While the Supreme Court upheld the decisions of both the patent office and the IPAB, its rationale differed. It held that Novartis’s beta crystalline form flunked the patentability test under section 3(d), a controversial provision brought in through patent amendments in 2005 to prevent ever-greening.

Section 3(d) effectively represents a compromise between a ruling Congress party willing to buy into a rather liberal patent regime scripted by the West and a coalition partner (the left parties) that vociferously protested and demanded that patents be restricted to only new chemical entities.


In pertinent part, it stipulates that a patent can only be granted to a new form of a “known” pharmaceutical substance if it demonstrates a significantly enhanced efficacy over and above the known substance. The Supreme Court interpreted “efficacy” to mean therapeutic efficacy and held that in order to clear section 3(d), Novartis had to demonstrate that its beta crystalline form was significantly superior to imatinib mesylate (non crystal form), the closest “known substance”.


Unfortunately, rather than supplying this data, Novartis submitted data comparing the beta crystal with the free base. Even here, the allegedly superior properties touted were mere physical properties such as increased stability and reduced hygroscopicity, which the court found were not good enough for clearing section 3(d).


In many ways, this ruling is similar to Pfizer v Apotex, where a US court refused patent protection to an allegedly improved salt form of an existing substance since it found the claimed advantage (better solubility and stability) to be fairly ordinary and the result of mere routine experimentation. The court held that the new salt form failed the traditional inventive step test. To reiterate an earlier point, the Novartis case is not a great one to have an innovation debate around.

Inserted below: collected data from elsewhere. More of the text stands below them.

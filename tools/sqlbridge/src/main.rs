///
/// sqlbridge - Main Entry Point
///
/// Loads configuration, installs logging on stderr, and replays an
/// invocation script (file argument, or stdin when absent or `-`) against
/// one SQLite bridge model. Results go to stdout as JSON lines.
///

use std::fs::File;
use std::io::{self, BufReader};
use std::path::{Path, PathBuf};
use std::process::ExitCode;
use std::sync::Arc;

use clap::Parser;
use sqlbridge_core::DataRoot;
use sqlbridge_sqlite::SqliteModel;
use sqlbridge_tool::{BridgeConfig, ToolError, replay};
use tracing::info;
use tracing_subscriber::EnvFilter;

#[derive(Parser)]
#[command(name = "sqlbridge", version, about = "Replay SQL bridge invocations against an embedded SQLite database")]
struct Cli {
    /// Path to a sqlbridge.toml configuration file
    #[arg(long)]
    config: Option<PathBuf>,

    /// Directory relative database paths resolve against
    #[arg(long)]
    data_dir: Option<PathBuf>,

    /// Invocation script, one JSON object per line (`-` for stdin)
    script: Option<PathBuf>,
}

fn main() -> ExitCode {
    let cli = Cli::parse();
    match run(cli) {
        Ok(()) => ExitCode::SUCCESS,
        Err(e) => {
            eprintln!("error: {}", e);
            ExitCode::FAILURE
        }
    }
}

fn run(cli: Cli) -> Result<(), ToolError> {
    let mut config = BridgeConfig::load(cli.config.as_deref())?;
    if let Some(dir) = cli.data_dir {
        config.storage.data_dir = dir;
    }
    init_logging(&config.log.filter);

    let runtime = tokio::runtime::Builder::new_multi_thread()
        .worker_threads(config.worker_threads())
        .enable_all()
        .build()?;

    let model = SqliteModel::new(Arc::new(DataRoot::new(&config.storage.data_dir)));
    let stdout = io::stdout();
    let mut out = stdout.lock();

    let stats = match cli.script.as_deref() {
        Some(path) if path != Path::new("-") => {
            let file = File::open(path)?;
            runtime.block_on(replay(&model, BufReader::new(file), &mut out))
        }
        _ => runtime.block_on(replay(&model, io::stdin().lock(), &mut out)),
    };
    model.dispose();

    let stats = stats?;
    info!(
        "Replayed {} invocations ({} callbacks, {} raised)",
        stats.invocations, stats.callbacks, stats.raised
    );
    Ok(())
}

fn init_logging(filter: &str) {
    let filter = EnvFilter::try_from_default_env().unwrap_or_else(|_| EnvFilter::new(filter));
    tracing_subscriber::fmt()
        .with_writer(std::io::stderr)
        .with_ansi(false)
        .with_env_filter(filter)
        .init();
}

The decision turned 
on specific facts that could only lead to one compelling conclusion: that the beta crystal form was the result of routine experimentation and did not merit a 20-year monopoly.

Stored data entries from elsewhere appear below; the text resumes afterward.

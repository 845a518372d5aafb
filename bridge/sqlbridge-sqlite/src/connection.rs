///
/// Connection lifecycle for the single bridge database.
///
/// `Database` owns at most one `rusqlite::Connection` behind a mutex:
/// - `open` installs a new connection, replacing (and thereby dropping)
///   any previous one
/// - `close` takes the connection out and closes it; closing an absent
///   connection succeeds
/// - `dispose` closes unconditionally and only logs failures; it also
///   runs when the `Database` is dropped
///
/// Every other operation goes through `with_connection`, which fails with
/// `BridgeError::NoConnection` while nothing is open.
///

use std::fs::{self, OpenOptions};
use std::path::{Path, PathBuf};
use std::sync::{Mutex, MutexGuard, PoisonError};

use rusqlite::Connection;
use sqlbridge_core::{BridgeError, DataFs};
use tracing::{error, info};

pub const MEMORY_PATH: &str = ":memory:";

pub(crate) fn engine_error(e: rusqlite::Error) -> BridgeError {
    BridgeError::Engine(e.to_string())
}

/// Where `open` should point the connection.
#[derive(Debug, Clone, PartialEq, Eq)]
pub enum OpenTarget {
    Memory,
    File(PathBuf),
}

impl OpenTarget {
    pub fn resolve(path: &str, fs: &dyn DataFs) -> Result<Self, BridgeError> {
        if path.is_empty() {
            return Err(BridgeError::EmptyPath);
        }
        if path.eq_ignore_ascii_case(MEMORY_PATH) {
            return Ok(OpenTarget::Memory);
        }
        Ok(OpenTarget::File(fs.full_path(path)))
    }
}

/// Creates the parent directory and an empty file if they are missing.
/// An existing file is left untouched.
fn ensure_db_file(path: &Path) -> Result<(), BridgeError> {
    if let Some(parent) = path.parent() {
        if !parent.as_os_str().is_empty() {
            fs::create_dir_all(parent)?;
        }
    }
    OpenOptions::new().create(true).append(true).open(path)?;
    Ok(())
}

#[derive(Default)]
pub struct Database {
    conn: Mutex<Option<Connection>>,
}

impl Database {
    pub fn new() -> Self {
        Self::default()
    }

    fn lock(&self) -> MutexGuard<'_, Option<Connection>> {
        self.conn.lock().unwrap_or_else(PoisonError::into_inner)
    }

    pub fn is_open(&self) -> bool {
        self.lock().is_some()
    }

    pub fn open(&self, target: &OpenTarget) -> Result<(), BridgeError> {
        let conn = match target {
            OpenTarget::Memory => Connection::open_in_memory().map_err(engine_error)?,
            OpenTarget::File(path) => {
                ensure_db_file(path)?;
                Connection::open(path).map_err(engine_error)?
            }
        };
        let previous = self.lock().replace(conn);
        if previous.is_some() {
            info!("SQLite connection replaced by re-open");
        }
        Ok(())
    }

    pub fn close(&self) -> Result<(), BridgeError> {
        let Some(conn) = self.lock().take() else {
            return Ok(());
        };
        conn.close().map_err(|(_conn, e)| engine_error(e))
    }

    pub fn dispose(&self) {
        if let Err(e) = self.close() {
            error!("SQLite dispose failed to close database: {}", e);
        }
    }

    pub fn with_connection<T>(
        &self,
        f: impl FnOnce(&mut Connection) -> Result<T, BridgeError>,
    ) -> Result<T, BridgeError> {
        let mut guard = self.lock();
        let conn = guard.as_mut().ok_or(BridgeError::NoConnection)?;
        f(conn)
    }
}

impl Drop for Database {
    fn drop(&mut self) {
        self.dispose();
    }
}

#[cfg(test)]
mod tests {
    use super::*;
    use sqlbridge_core::DataRoot;

    #[test]
    fn test_resolve_targets() {
        let fs = DataRoot::new("/data");
        assert!(matches!(
            OpenTarget::resolve("", &fs),
            Err(BridgeError::EmptyPath)
        ));
        assert_eq!(OpenTarget::resolve(":memory:", &fs).unwrap(), OpenTarget::Memory);
        assert_eq!(OpenTarget::resolve(":MEMORY:", &fs).unwrap(), OpenTarget::Memory);
        assert_eq!(
            OpenTarget::resolve("app.db", &fs).unwrap(),
            OpenTarget::File(PathBuf::from("/data/app.db"))
        );
    }

    #[test]
    fn test_no_connection_before_open() {
        let db = Database::new();
        assert!(!db.is_open());
        let result = db.with_connection(|_| Ok(()));
        assert!(matches!(result, Err(BridgeError::NoConnection)));
    }

    #[test]
    fn test_open_close_memory() {
        let db = Database::new();
        db.open(&OpenTarget::Memory).unwrap();
        assert!(db.is_open());
        db.close().unwrap();
        assert!(!db.is_open());
        db.close().unwrap();
    }

    #[test]
    fn test_reopen_replaces_connection() {
        let db = Database::new();
        db.open(&OpenTarget::Memory).unwrap();
        db.with_connection(|conn| {
            conn.execute_batch("create table t (id integer)")
                .map_err(engine_error)
        })
        .unwrap();

        db.open(&OpenTarget::Memory).unwrap();
        let tables: i64 = db
            .with_connection(|conn| {
                conn.query_row(
                    "select count(*) from sqlite_master where name = 't'",
                    [],
                    |row| row.get(0),
                )
                .map_err(engine_error)
            })
            .unwrap();
        assert_eq!(tables, 0);
    }

    #[test]
    fn test_open_file_creates_parent_dirs() {
        let dir = tempfile::TempDir::new().unwrap();
        let path = dir.path().join("nested").join("deeper").join("app.db");
        let db = Database::new();
        db.open(&OpenTarget::File(path.clone())).unwrap();
        assert!(path.exists());
        db.dispose();
        assert!(!db.is_open());
    }
}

Had this patent been challenged in any other country, I’d wager that it would have met with the same fate. The fact that it remains in the patent registers of 40 other countries is less a testimony to its inventive merit, and more about the fact that patent offices often get it wrong. One can never be certain about patent validity until a patent is vigorously contested by competitors and upheld. This of course leads one to question the very rationale of the current patent regime in serving as an investment incentive; but that is a separate debate altogether.



NB: The article was first published in India Business Law Journal (IBLJ). 



Shamnad Basheer is the Ministry of Human Resource Development Chair Professor in Intellectual Property Law at The West Bengal National University of Juridical Sciences (NUJS).